PROBLEM: Please give the data again in full, exactly as it reads.

Collected data
-- Opening Marker --

use anyhow::Context;
use config::{Config, Environment, File};
use sp500_core::config::AppConfig;
use std::path::Path;

/// 环境变量前缀，例如 `SP500__SERVER__PORT=9000`
pub const ENV_PREFIX: &str = "SP500";

/// # Summary
/// 加载并校验应用配置。
///
/// # Logic
/// 1. 以 `AppConfig::default()` 作为最底层的默认值。
/// 2. 叠加配置文件 (不存在时跳过)。
/// 3. 叠加 `SP500__` 前缀的环境变量，`__` 分隔层级。
/// 4. 反序列化后执行数值校验。
///
/// # Arguments
/// * `path`: 配置文件路径，格式按扩展名推断。
///
/// # Returns
/// 校验通过的配置；任何一层解析失败或校验失败时返回错误。
pub fn load(path: &Path) -> anyhow::Result<AppConfig> {
    let defaults = Config::try_from(&AppConfig::default()).context("serialising default config")?;

    let config: AppConfig = Config::builder()
        .add_source(defaults)
        .add_source(File::from(path).required(false))
        .add_source(
            Environment::with_prefix(ENV_PREFIX)
                .separator("__")
                .try_parsing(true),
        )
        .build()
        .with_context(|| format!("loading config from {}", path.display()))?
        .try_deserialize()
        .context("deserialising config")?;

    config.validate()?;
    Ok(config)
}

#[cfg(test)]
mod tests {
    use super::*;
    use std::io::Write;

    #[test]
    fn test_missing_file_falls_back_to_defaults() {
        let dir = tempfile::tempdir().unwrap();
        let config = load(&dir.path().join("absent.toml")).unwrap();
        assert_eq!(config.price.lookback_days, 5);
        assert_eq!(config.database.data_dir, "data");
    }

    #[test]
    fn test_file_overrides_defaults_and_is_validated() {
        let dir = tempfile::tempdir().unwrap();
        let path = dir.path().join("config.toml");
        let mut file = std::fs::File::create(&path).unwrap();
        writeln!(file, "[server]\nport = 9100\n\n[price]\nconcurrency = 4").unwrap();

        let config = load(&path).unwrap();
        assert_eq!(config.server.port, 9100);
        assert_eq!(config.server.host, "0.0.0.0");
        assert_eq!(config.price.concurrency, 4);

        let bad = dir.path().join("bad.toml");
        std::fs::write(&bad, "[price]\nlookback_days = 1\n").unwrap();
        assert!(load(&bad).is_err());
    }
}
//! # DTO (Data Transfer Object) 层
//!
//! 将内部领域模型转化为面向前端 JSON 输出的轻量结构体。
//! 所有 DTO 必须派生 `utoipa::ToSchema` 以自动进入 Swagger 文档。

use chrono::{DateTime, Utc};
use serde::{Deserialize, Serialize};
use utoipa::ToSchema;

use sp500_core::store::entity::StockRecord;

// ============================================================
//  快照相关 DTO
// ============================================================

/// 快照行 DTO
///
/// # Invariants
/// - `current_price` 与 `change_percent` 同时为数值或同时为 `null`，字段永不省略。
#[derive(Debug, Clone, Serialize, Deserialize, ToSchema)]
#[serde(rename_all = "camelCase")]
pub struct StockRecordResponse {
    /// 存储层分配的自增主键
    #[schema(example = 1)]
    pub id: i64,
    /// 股票代码
    #[schema(example = "MMM")]
    pub ticker: String,
    /// 公司名称
    #[schema(example = "3M")]
    pub company_name: String,
    /// GICS 行业
    #[schema(example = "Industrials")]
    pub sector: String,
    /// 最新收盘价，无可用数据时为 null
    #[schema(example = 110.0)]
    pub current_price: Option<f64>,
    /// 相对前一交易日的涨跌幅 (百分比)，无可用数据时为 null
    #[schema(example = 10.0)]
    pub change_percent: Option<f64>,
    /// 最近一次同步写入的时间 (ISO 8601)
    #[schema(example = "2026-03-03T21:00:00Z")]
    pub last_updated: DateTime<Utc>,
}

// ============================================================
//  通用响应 DTO
// ============================================================

/// 构建失败响应
#[derive(Debug, Clone, Serialize, Deserialize, ToSchema)]
pub struct ApiErrorResponse {
    /// 固定为 false
    pub success: bool,
    /// 错误描述信息
    pub error: String,
}

impl ApiErrorResponse {
    /// 从错误信息构建
    pub fn from_msg(msg: impl Into<String>) -> Self {
        Self {
            success: false,
            error: msg.into(),
        }
    }
}

// ============================================================
//  领域模型 → DTO 惯用转换 (impl From<T>)
// ============================================================

impl From<StockRecord> for StockRecordResponse {
    fn from(r: StockRecord) -> Self {
        // 非有限值无法表示为 JSON 数字，整对按缺失输出
        let price = r
            .price
            .filter(|p| p.current_price.is_finite() && p.change_percent.is_finite());
        Self {
            id: r.id,
            ticker: r.ticker,
            company_name: r.company_name,
            sector: r.sector,
            current_price: price.map(|p| p.current_price),
            change_percent: price.map(|p| p.change_percent),
            last_updated: r.last_updated,
        }
    }
}

#[cfg(test)]
mod tests {
    use super::*;
    use chrono::TimeZone;
    use sp500_core::market::entity::PriceChange;

    fn record(price: Option<PriceChange>) -> StockRecord {
        StockRecord {
            id: 7,
            ticker: "BBB".to_string(),
            company_name: "Beta Co".to_string(),
            sector: "Energy".to_string(),
            price,
            last_updated: Utc.with_ymd_and_hms(2026, 3, 3, 21, 0, 0).unwrap(),
        }
    }

    #[test]
    fn test_absent_price_serialises_as_explicit_null() {
        let json = serde_json::to_value(StockRecordResponse::from(record(None))).unwrap();
        assert_eq!(json["companyName"], "Beta Co");
        assert!(json.get("currentPrice").unwrap().is_null());
        assert!(json.get("changePercent").unwrap().is_null());
        assert_eq!(json["lastUpdated"], "2026-03-03T21:00:00Z");
    }

    #[test]
    fn test_non_finite_pair_is_dropped_together() {
        let dto = StockRecordResponse::from(record(Some(PriceChange {
            current_price: 12.0,
            change_percent: f64::INFINITY,
        })));
        assert_eq!(dto.current_price, None);
        assert_eq!(dto.change_percent, None);
    }
}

-- Closing Marker --

ANSWER SECTION:
use anyhow::Context;
use config::{Config, Environment, File};
use sp500_core::config::AppConfig;
use std::path::Path;

/// 环境变量前缀，例如 `SP500__SERVER__PORT=9000`
pub const ENV_PREFIX: &str = "SP500";

/// # Summary
/// 加载并校验应用配置。
///
/// # Logic
/// 1. 以 `AppConfig::default()` 作为最底层的默认值。
/// 2. 叠加配置文件 (不存在时跳过)。
/// 3. 叠加 `SP500__` 前缀的环境变量，`__` 分隔层级。
/// 4. 反序列化后执行数值校验。
///
/// # Arguments
/// * `path`: 配置文件路径，格式按扩展名推断。
///
/// # Returns
/// 校验通过的配置；任何一层解析失败或校验失败时返回错误。
pub fn load(path: &Path) -> anyhow::Result<AppConfig> {
    let defaults = Config::try_from(&AppConfig::default()).context("serialising default config")?;

    let config: AppConfig = Config::builder()
        .add_source(defaults)
        .add_source(File::from(path).required(false))
        .add_source(
            Environment::with_prefix(ENV_PREFIX)
                .separator("__")
                .try_parsing(true),
        )
        .build()
        .with_context(|| format!("loading config from {}", path.display()))?
        .try_deserialize()
        .context("deserialising config")?;

    config.validate()?;
    Ok(config)
}

#[cfg(test)]
mod tests {
    use super::*;
    use std::io::Write;

    #[test]
    fn test_missing_file_falls_back_to_defaults() {
        let dir = tempfile::tempdir().unwrap();
        let config = load(&dir.path().join("absent.toml")).unwrap();
        assert_eq!(config.price.lookback_days, 5);
        assert_eq!(config.database.data_dir, "data");
    }

    #[test]
    fn test_file_overrides_defaults_and_is_validated() {
        let dir = tempfile::tempdir().unwrap();
        let path = dir.path().join("config.toml");
        let mut file = std::fs::File::create(&path).unwrap();
        writeln!(file, "[server]\nport = 9100\n\n[price]\nconcurrency = 4").unwrap();

        let config = load(&path).unwrap();
        assert_eq!(config.server.port, 9100);
        assert_eq!(config.server.host, "0.0.0.0");
        assert_eq!(config.price.concurrency, 4);

        let bad = dir.path().join("bad.toml");
        std::fs::write(&bad, "[price]\nlookback_days = 1\n").unwrap();
        assert!(load(&bad).is_err());
    }
}
//! # DTO (Data Transfer Object) 层
//!
//! 将内部领域模型转化为面向前端 JSON 输出的轻量结构体。
//! 所有 DTO 必须派生 `utoipa::ToSchema` 以自动进入 Swagger 文档。

use chrono::{DateTime, Utc};
use serde::{Deserialize, Serialize};
use utoipa::ToSchema;

use sp500_core::store::entity::StockRecord;

// ============================================================
//  快照相关 DTO
// ============================================================

/// 快照行 DTO
///
/// # Invariants
/// - `current_price` 与 `change_percent` 同时为数值或同时为 `null`，字段永不省略。
#[derive(Debug, Clone, Serialize, Deserialize, ToSchema)]
#[serde(rename_all = "camelCase")]
pub struct StockRecordResponse {
    /// 存储层分配的自增主键
    #[schema(example = 1)]
    pub id: i64,
    /// 股票代码
    #[schema(example = "MMM")]
    pub ticker: String,
    /// 公司名称
    #[schema(example = "3M")]
    pub company_name: String,
    /// GICS 行业
    #[schema(example = "Industrials")]
    pub sector: String,
    /// 最新收盘价，无可用数据时为 null
    #[schema(example = 110.0)]
    pub current_price: Option<f64>,
    /// 相对前一交易日的涨跌幅 (百分比)，无可用数据时为 null
    #[schema(example = 10.0)]
    pub change_percent: Option<f64>,
    /// 最近一次同步写入的时间 (ISO 8601)
    #[schema(example = "2026-03-03T21:00:00Z")]
    pub last_updated: DateTime<Utc>,
}

// ============================================================
//  通用响应 DTO
// ============================================================

/// 构建失败响应
#[derive(Debug, Clone, Serialize, Deserialize, ToSchema)]
pub struct ApiErrorResponse {
    /// 固定为 false
    pub success: bool,
    /// 错误描述信息
    pub error: String,
}

impl ApiErrorResponse {
    /// 从错误信息构建
    pub fn from_msg(msg: impl Into<String>) -> Self {
        Self {
            success: false,
            error: msg.into(),
        }
    }
}

// ============================================================
//  领域模型 → DTO 惯用转换 (impl From<T>)
// ============================================================

impl From<StockRecord> for StockRecordResponse {
    fn from(r: StockRecord) -> Self {
        // 非有限值无法表示为 JSON 数字，整对按缺失输出
        let price = r
            .price
            .filter(|p| p.current_price.is_finite() && p.change_percent.is_finite());
        Self {
            id: r.id,
            ticker: r.ticker,
            company_name: r.company_name,
            sector: r.sector,
            current_price: price.map(|p| p.current_price),
            change_percent: price.map(|p| p.change_percent),
            last_updated: r.last_updated,
        }
    }
}

#[cfg(test)]
mod tests {
    use super::*;
    use chrono::TimeZone;
    use sp500_core::market::entity::PriceChange;

    fn record(price: Option<PriceChange>) -> StockRecord {
        StockRecord {
            id: 7,
            ticker: "BBB".to_string(),
            company_name: "Beta Co".to_string(),
            sector: "Energy".to_string(),
            price,
            last_updated: Utc.with_ymd_and_hms(2026, 3, 3, 21, 0, 0).unwrap(),
        }
    }

    #[test]
    fn test_absent_price_serialises_as_explicit_null() {
        let json = serde_json::to_value(StockRecordResponse::from(record(None))).unwrap();
        assert_eq!(json["companyName"], "Beta Co");
        assert!(json.get("currentPrice").unwrap().is_null());
        assert!(json.get("changePercent").unwrap().is_null());
        assert_eq!(json["lastUpdated"], "2026-03-03T21:00:00Z");
    }

    #[test]
    fn test_non_finite_pair_is_dropped_together() {
        let dto = StockRecordResponse::from(record(Some(PriceChange {
            current_price: 12.0,
            change_percent: f64::INFINITY,
        })));
        assert_eq!(dto.current_price, None);
        assert_eq!(dto.change_percent, None);
    }
}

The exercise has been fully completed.